I mean, the answer is kind of circular. You spark interest by being interesting.
Some pitfalls I have seen happen regularly -
1) Performing too often. It's said that professional magicians perform the same tricks to many audiences, and amateur magicians perform many tricks to the same audiences. Related to this is the tendency for folks to use magic as a substitute for a personality.
Don't constantly perform for friends. They're clearly not wanting that. Sounds like your girlfriend is pretty much always up for it and that's awesome - perform for her. If people aren't showing interest, there's no reason to perform for them. Personally, I rarely perform for friends - A woman I met nearly a year ago, who lived with us for 5 months and with whom we have done multiple collaborations, saw me perform magic for the first time last Saturday. My general rule is, if I am feeling up to a casual performance, I will wait until people have asked me at least twice before doing anything.

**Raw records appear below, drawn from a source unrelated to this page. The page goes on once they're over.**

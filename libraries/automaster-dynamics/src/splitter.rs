//! Linkwitz-Riley band splitter
//!
//! Splits each channel into N bands using 4th-order Linkwitz-Riley
//! (LR24) crossovers. An LR24 crossover is two cascaded 2nd-order Butterworth
//! sections for the low pass and two for the high pass; the low and high
//! outputs of one crossover sum to a 2nd-order all-pass.
//!
//! ## Topology
//!
//! Crossovers are applied as a chain. For crossovers at f0 < f1 < ... :
//!
//! 1. Split input at f0 -> low0, high0
//! 2. Split high0 at f1 -> low1, high1
//! 3. ... the last band is the remaining high output
//!
//! Band k has only been through crossovers 0..=k, so it is passed through the
//! all-pass equivalent of every higher crossover (k+1..). Every band then
//! carries the same phase rotation and the band sum is a pure all-pass: flat
//! magnitude, frequency-dependent phase.

use automaster_core::biquad::BUTTERWORTH_Q;
use automaster_core::{Biquad, BiquadCoefficients, ConfigError, Result, SampleRate};

use crate::MAX_BANDS;

/// Minimum number of bands
pub const MIN_BANDS: usize = 2;

/// Lowest accepted crossover frequency in Hz
pub const MIN_CROSSOVER_HZ: f64 = 20.0;

/// One LR24 crossover point for one channel
#[derive(Debug, Clone)]
struct CrossoverPoint {
    lp: [Biquad; 2],
    hp: [Biquad; 2],
}

impl CrossoverPoint {
    fn new(sample_rate: f64, frequency: f64) -> Self {
        let lp = BiquadCoefficients::lowpass(sample_rate, frequency, BUTTERWORTH_Q);
        let hp = BiquadCoefficients::highpass(sample_rate, frequency, BUTTERWORTH_Q);
        Self {
            lp: [Biquad::new(lp), Biquad::new(lp)],
            hp: [Biquad::new(hp), Biquad::new(hp)],
        }
    }

    /// Split into (low, high)
    #[inline]
    fn process(&mut self, input: f64) -> (f64, f64) {
        let stage = self.lp[0].process(input);
        let low = self.lp[1].process(stage);
        let stage = self.hp[0].process(input);
        let high = self.hp[1].process(stage);
        (low, high)
    }

    fn reset(&mut self) {
        for filter in self.lp.iter_mut().chain(self.hp.iter_mut()) {
            filter.reset();
        }
    }
}

/// Filter state for one channel
#[derive(Debug, Clone)]
struct ChannelSplitter {
    points: Vec<CrossoverPoint>,
    /// Phase compensation per band (all-passes of the higher crossovers)
    compensation: Vec<Vec<Biquad>>,
}

impl ChannelSplitter {
    fn new(sample_rate: f64, crossovers: &[f64]) -> Self {
        let points = crossovers
            .iter()
            .map(|&f| CrossoverPoint::new(sample_rate, f))
            .collect();

        let band_count = crossovers.len() + 1;
        let compensation = (0..band_count)
            .map(|band| {
                crossovers
                    .iter()
                    .skip(band + 1)
                    .map(|&f| Biquad::new(BiquadCoefficients::allpass(sample_rate, f, BUTTERWORTH_Q)))
                    .collect()
            })
            .collect();

        Self {
            points,
            compensation,
        }
    }

    #[inline]
    fn split(&mut self, input: f64, bands: &mut [f64]) {
        let last = self.points.len();
        let mut current = input;

        for (i, point) in self.points.iter_mut().enumerate() {
            let (low, high) = point.process(current);
            bands[i] = low;
            current = high;
        }
        bands[last] = current;

        for (band, allpasses) in bands.iter_mut().zip(self.compensation.iter_mut()) {
            for allpass in allpasses.iter_mut() {
                *band = allpass.process(*band);
            }
        }
    }

    fn reset(&mut self) {
        for point in &mut self.points {
            point.reset();
        }
        for filter in self.compensation.iter_mut().flatten() {
            filter.reset();
        }
    }
}

/// Multichannel Linkwitz-Riley band splitter
///
/// Crossover frequencies are fixed at construction. To move a crossover,
/// build a new splitter with [`BandSplitter::rebuild`] and swap it in.
///
/// # Example
///
/// ```rust
/// use automaster_dynamics::BandSplitter;
///
/// let mut splitter = BandSplitter::new(48_000, 2, &[200.0, 2_000.0]).unwrap();
/// assert_eq!(splitter.band_count(), 3);
///
/// let mut bands = [0.0; 3];
/// splitter.split(0, 0.5, &mut bands);
/// ```
#[derive(Debug, Clone)]
pub struct BandSplitter {
    sample_rate: u32,
    crossovers: Vec<f64>,
    channels: Vec<ChannelSplitter>,
}

impl BandSplitter {
    /// Build a splitter for `crossovers.len() + 1` bands
    ///
    /// # Arguments
    /// * `sample_rate` - Sample rate in Hz
    /// * `channels` - Number of channels (1..=8)
    /// * `crossovers` - Strictly ascending crossover frequencies in Hz, each
    ///   within [20 Hz, Nyquist)
    pub fn new(sample_rate: u32, channels: usize, crossovers: &[f64]) -> Result<Self> {
        automaster_core::validate_stream(sample_rate, channels)?;
        validate_crossovers(sample_rate, crossovers)?;

        let fs = f64::from(sample_rate);
        tracing::debug!(
            sample_rate,
            channels,
            bands = crossovers.len() + 1,
            "Building band splitter"
        );

        Ok(Self {
            sample_rate,
            crossovers: crossovers.to_vec(),
            channels: (0..channels)
                .map(|_| ChannelSplitter::new(fs, crossovers))
                .collect(),
        })
    }

    /// Build a new splitter with the same sample rate and channel count
    pub fn rebuild(&self, crossovers: &[f64]) -> Result<Self> {
        Self::new(self.sample_rate, self.channels.len(), crossovers)
    }

    /// Split one sample of `channel` into `bands`
    ///
    /// `bands` must hold at least [`band_count`](Self::band_count) values; the
    /// filters of `channel` advance by one sample. Out-of-range channels
    /// leave `bands` untouched.
    #[inline]
    pub fn split(&mut self, channel: usize, input: f64, bands: &mut [f64]) {
        let band_count = self.band_count();
        if bands.len() < band_count {
            return;
        }
        if let Some(state) = self.channels.get_mut(channel) {
            state.split(input, &mut bands[..band_count]);
        }
    }

    /// Number of bands
    pub fn band_count(&self) -> usize {
        self.crossovers.len() + 1
    }

    /// Number of channels
    pub fn channels(&self) -> usize {
        self.channels.len()
    }

    /// Sample rate in Hz
    pub fn sample_rate(&self) -> u32 {
        self.sample_rate
    }

    /// Crossover frequencies in Hz
    pub fn crossovers(&self) -> &[f64] {
        &self.crossovers
    }

    /// Frequency range [low, high) of one band
    pub fn band_range(&self, band: usize) -> Option<(f64, f64)> {
        if band >= self.band_count() {
            return None;
        }
        let low = if band == 0 { 0.0 } else { self.crossovers[band - 1] };
        let high = self
            .crossovers
            .get(band)
            .copied()
            .unwrap_or_else(|| SampleRate(self.sample_rate).nyquist());
        Some((low, high))
    }

    /// Frequency ranges [low, high) of every band
    pub fn band_ranges(&self) -> Vec<(f64, f64)> {
        (0..self.band_count())
            .filter_map(|band| self.band_range(band))
            .collect()
    }

    /// Clear all filter states
    pub fn reset(&mut self) {
        for channel in &mut self.channels {
            channel.reset();
        }
    }
}

/// Check a crossover list for the given sample rate
pub fn validate_crossovers(sample_rate: u32, crossovers: &[f64]) -> Result<()> {
    let count = crossovers.len() + 1;
    if !(MIN_BANDS..=MAX_BANDS).contains(&count) {
        return Err(ConfigError::InvalidBandCount {
            count,
            min: MIN_BANDS,
            max: MAX_BANDS,
        });
    }

    let nyquist = SampleRate(sample_rate).nyquist();
    for &frequency in crossovers {
        if !frequency.is_finite() || frequency < MIN_CROSSOVER_HZ || frequency >= nyquist {
            return Err(ConfigError::CrossoverOutOfRange { frequency, nyquist });
        }
    }

    for pair in crossovers.windows(2) {
        if pair[1] <= pair[0] {
            return Err(ConfigError::CrossoversNotAscending {
                previous: pair[0],
                next: pair[1],
            });
        }
    }

    Ok(())
}
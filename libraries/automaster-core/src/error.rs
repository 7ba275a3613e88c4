/// Configuration error types shared by every Automaster crate
use thiserror::Error;

/// Result type alias using `ConfigError`
pub type Result<T> = std::result::Result<T, ConfigError>;

/// A rejected configuration value
///
/// Settings are validated when they are supplied and rejected with one of
/// these variants; nothing is silently clamped.
#[derive(Error, Debug, Clone, PartialEq)]
pub enum ConfigError {
    /// Compression ratio below 1:1 (or not finite)
    #[error("Invalid ratio {0}: must be >= 1.0")]
    InvalidRatio(f64),

    /// Attack or release time that is not strictly positive
    #[error("Invalid {name} time {value} s: must be > 0")]
    InvalidTimeConstant { name: &'static str, value: f64 },

    /// Threshold above full scale
    #[error("Invalid threshold {0} dB: must be <= 0 dBFS")]
    InvalidThreshold(f64),

    /// Negative knee width
    #[error("Invalid knee width {0} dB: must be >= 0")]
    InvalidKnee(f64),

    /// Negative (or non-finite) makeup gain
    #[error("Invalid makeup gain {0} dB: must be >= 0")]
    InvalidMakeup(f64),

    /// Crossover frequency outside [20 Hz, Nyquist)
    #[error("Crossover {frequency} Hz out of range (20 Hz .. {nyquist} Hz)")]
    CrossoverOutOfRange { frequency: f64, nyquist: f64 },

    /// Crossover list is not strictly increasing
    #[error("Crossovers must be strictly ascending ({previous} Hz followed by {next} Hz)")]
    CrossoversNotAscending { previous: f64, next: f64 },

    /// Band count outside the supported range
    #[error("Invalid band count {count}: supported range is {min}..={max}")]
    InvalidBandCount { count: usize, min: usize, max: usize },

    /// Number of band settings does not match the band layout
    #[error("Band count mismatch: expected {expected}, got {actual}")]
    BandCountMismatch { expected: usize, actual: usize },

    /// Sample rate outside the supported range
    #[error("Unsupported sample rate: {0} Hz")]
    InvalidSampleRate(u32),

    /// Channel count outside the supported range
    #[error("Unsupported channel count: {0}")]
    InvalidChannelCount(usize),

    /// Target loudness that is not a finite negative LUFS value
    #[error("Invalid target loudness {0} LUFS")]
    InvalidTarget(f64),

    /// Limiter ceiling above 0 dBTP (or not finite)
    #[error("Invalid true-peak ceiling {0} dBTP: must be <= 0")]
    InvalidCeiling(f64),

    /// Metering interval of zero
    #[error("Invalid metering interval: {0} ms")]
    InvalidInterval(u32),
}

impl ConfigError {
    /// Create an attack time error
    pub fn attack(value: f64) -> Self {
        Self::InvalidTimeConstant {
            name: "attack",
            value,
        }
    }

    /// Create a release time error
    pub fn release(value: f64) -> Self {
        Self::InvalidTimeConstant {
            name: "release",
            value,
        }
    }
}

#[cfg(test)]
mod tests {
    use super::*;

    #[test]
    fn messages_name_the_offending_value() {
        assert_eq!(
            ConfigError::InvalidRatio(0.5).to_string(),
            "Invalid ratio 0.5: must be >= 1.0"
        );
        assert_eq!(
            ConfigError::attack(0.0).to_string(),
            "Invalid attack time 0 s: must be > 0"
        );
        assert!(ConfigError::BandCountMismatch {
            expected: 4,
            actual: 3
        }
        .to_string()
        .contains("expected 4, got 3"));
    }
}
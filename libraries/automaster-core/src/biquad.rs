//! Inspectable second-order IIR section
//!
//! All filtering in the mastering chain (K-weighting, crossovers, all-pass
//! compensation) is built from this one primitive. Coefficients are plain
//! data so they can be logged, compared and tested; state is f64 in
//! transposed direct form II.

use std::f64::consts::{FRAC_1_SQRT_2, PI};

/// Butterworth Q for a second-order section
pub const BUTTERWORTH_Q: f64 = FRAC_1_SQRT_2;

/// Normalized biquad coefficients (a0 == 1)
#[derive(Debug, Clone, Copy, PartialEq)]
pub struct BiquadCoefficients {
    pub b0: f64,
    pub b1: f64,
    pub b2: f64,
    pub a1: f64,
    pub a2: f64,
}

impl Default for BiquadCoefficients {
    fn default() -> Self {
        Self::IDENTITY
    }
}

impl BiquadCoefficients {
    /// Pass-through section
    pub const IDENTITY: Self = Self {
        b0: 1.0,
        b1: 0.0,
        b2: 0.0,
        a1: 0.0,
        a2: 0.0,
    };

    /// Normalize raw coefficients by `a0`
    pub fn from_raw(b0: f64, b1: f64, b2: f64, a0: f64, a1: f64, a2: f64) -> Self {
        Self {
            b0: b0 / a0,
            b1: b1 / a0,
            b2: b2 / a0,
            a1: a1 / a0,
            a2: a2 / a0,
        }
    }

    /// RBJ low pass
    pub fn lowpass(sample_rate: f64, frequency: f64, q: f64) -> Self {
        let (cos_w, alpha) = rbj_terms(sample_rate, frequency, q);
        let b1 = 1.0 - cos_w;
        Self::from_raw(
            b1 / 2.0,
            b1,
            b1 / 2.0,
            1.0 + alpha,
            -2.0 * cos_w,
            1.0 - alpha,
        )
    }

    /// RBJ high pass
    pub fn highpass(sample_rate: f64, frequency: f64, q: f64) -> Self {
        let (cos_w, alpha) = rbj_terms(sample_rate, frequency, q);
        let b1 = -(1.0 + cos_w);
        Self::from_raw(
            -b1 / 2.0,
            b1,
            -b1 / 2.0,
            1.0 + alpha,
            -2.0 * cos_w,
            1.0 - alpha,
        )
    }

    /// RBJ second-order all pass
    ///
    /// With Butterworth Q this equals the sum of a 4th-order Linkwitz-Riley
    /// low/high pass pair at the same frequency.
    pub fn allpass(sample_rate: f64, frequency: f64, q: f64) -> Self {
        let (cos_w, alpha) = rbj_terms(sample_rate, frequency, q);
        Self::from_raw(
            1.0 - alpha,
            -2.0 * cos_w,
            1.0 + alpha,
            1.0 + alpha,
            -2.0 * cos_w,
            1.0 - alpha,
        )
    }

    /// Magnitude response at `frequency`, linear
    pub fn magnitude_at(&self, sample_rate: f64, frequency: f64) -> f64 {
        let w = 2.0 * PI * frequency / sample_rate;
        let (c1, s1) = (w.cos(), w.sin());
        let (c2, s2) = ((2.0 * w).cos(), (2.0 * w).sin());

        // H(e^jw) = (b0 + b1 e^-jw + b2 e^-2jw) / (1 + a1 e^-jw + a2 e^-2jw)
        let num_re = self.b0 + self.b1 * c1 + self.b2 * c2;
        let num_im = -(self.b1 * s1 + self.b2 * s2);
        let den_re = 1.0 + self.a1 * c1 + self.a2 * c2;
        let den_im = -(self.a1 * s1 + self.a2 * s2);

        (num_re.hypot(num_im)) / (den_re.hypot(den_im))
    }

    /// True when both poles lie inside the unit circle
    pub fn is_stable(&self) -> bool {
        self.a2.abs() < 1.0 && self.a1.abs() < 1.0 + self.a2
    }
}

fn rbj_terms(sample_rate: f64, frequency: f64, q: f64) -> (f64, f64) {
    let omega = 2.0 * PI * frequency / sample_rate;
    (omega.cos(), omega.sin() / (2.0 * q))
}

/// Single-channel biquad section
#[derive(Debug, Clone, Default)]
pub struct Biquad {
    coeffs: BiquadCoefficients,
    z1: f64,
    z2: f64,
}

impl Biquad {
    /// Create a section with cleared state
    pub fn new(coeffs: BiquadCoefficients) -> Self {
        Self {
            coeffs,
            z1: 0.0,
            z2: 0.0,
        }
    }

    /// Process one sample
    #[inline]
    pub fn process(&mut self, x: f64) -> f64 {
        let c = &self.coeffs;
        let y = c.b0 * x + self.z1;
        self.z1 = c.b1 * x - c.a1 * y + self.z2;
        self.z2 = c.b2 * x - c.a2 * y;
        y
    }

    /// Current coefficients
    pub fn coefficients(&self) -> &BiquadCoefficients {
        &self.coeffs
    }

    /// Clear the delay line
    pub fn reset(&mut self) {
        self.z1 = 0.0;
        self.z2 = 0.0;
    }
}

#[cfg(test)]
mod tests {
    use super::*;

    const FS: f64 = 48_000.0;

    fn to_db(x: f64) -> f64 {
        20.0 * x.log10()
    }

    #[test]
    fn identity_passes_samples_through() {
        let mut filter = Biquad::default();
        for x in [0.5, -0.25, 1.0, 0.0] {
            assert_eq!(filter.process(x), x);
        }
    }

    #[test]
    fn butterworth_lowpass_is_3db_down_at_cutoff() {
        let lp = BiquadCoefficients::lowpass(FS, 1_000.0, BUTTERWORTH_Q);
        assert!((to_db(lp.magnitude_at(FS, 1_000.0)) + 3.01).abs() < 0.05);
        assert!((lp.magnitude_at(FS, 10.0) - 1.0).abs() < 1e-3);
        assert!(lp.magnitude_at(FS, 15_000.0) < 0.01);
        assert!(lp.is_stable());
    }

    #[test]
    fn highpass_mirrors_lowpass() {
        let hp = BiquadCoefficients::highpass(FS, 1_000.0, BUTTERWORTH_Q);
        assert!((to_db(hp.magnitude_at(FS, 1_000.0)) + 3.01).abs() < 0.05);
        assert!((hp.magnitude_at(FS, 20_000.0) - 1.0).abs() < 1e-2);
        assert!(hp.magnitude_at(FS, 20.0) < 0.001);
    }

    #[test]
    fn allpass_has_unit_magnitude() {
        let ap = BiquadCoefficients::allpass(FS, 2_000.0, BUTTERWORTH_Q);
        for f in [20.0, 200.0, 2_000.0, 8_000.0, 20_000.0] {
            assert!((ap.magnitude_at(FS, f) - 1.0).abs() < 1e-9, "f = {f}");
        }
    }

    #[test]
    fn dc_step_settles_to_dc_gain() {
        let mut lp = Biquad::new(BiquadCoefficients::lowpass(FS, 500.0, BUTTERWORTH_Q));
        let mut y = 0.0;
        for _ in 0..10_000 {
            y = lp.process(1.0);
        }
        assert!((y - 1.0).abs() < 1e-6);

        lp.reset();
        assert!(lp.process(0.0).abs() < f64::EPSILON);
    }
}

2) Not scripting. Lots of people think they can improvise a script and do just fine. Very few people actually can. Mostly what you get from those "I like to improv" folks is, "Uh, uhm, so, here, you take a card. Ok, uh, I'll take your card - everyone remember this card - I'll take your card and put it in the middle of the deck, here. Like that. And then, here, you tap this little button here on the top of the deck, just pretend there's a button there, here, and look! Your card is back on top!"
No. Just no.
Script everything. A script, when properly learned, is one of the more sure fire ways to improve your performance and make it more interesting. It doesn't have to be a super wordy thing, either. Look at Eugene Burger's Gypsy Thread. Beautiful. Brahma and Vishnu in as few words as possible is how he describes it. Just give it a premise that people can relate to. Once you know a script well, you can go off script whenever you want to respond to people's comments or whatever, and then always have something to come back to.
3) Too many card tricks. Joshua Jay somewhat recently published and article about a study they did. In it they found that unless there were other things involved (Like a lemon for card-to-lemon) people generally lumped all the card tricks into one thing. They can't tell the difference, and when they think back, they just remember it all as pretty much one trick. So if someone mainly does card tricks, and mainly performs for their friends, their friends will probably remember it basically constantly repeating the same trick.
Get some variety in there.
4) No social skills. This goes back to my point above. Don't use magic as a substitute for a personality. Learn to hold a conversation without doing magic. Once you learn to be interesting without magic, being interesting with magic is easy.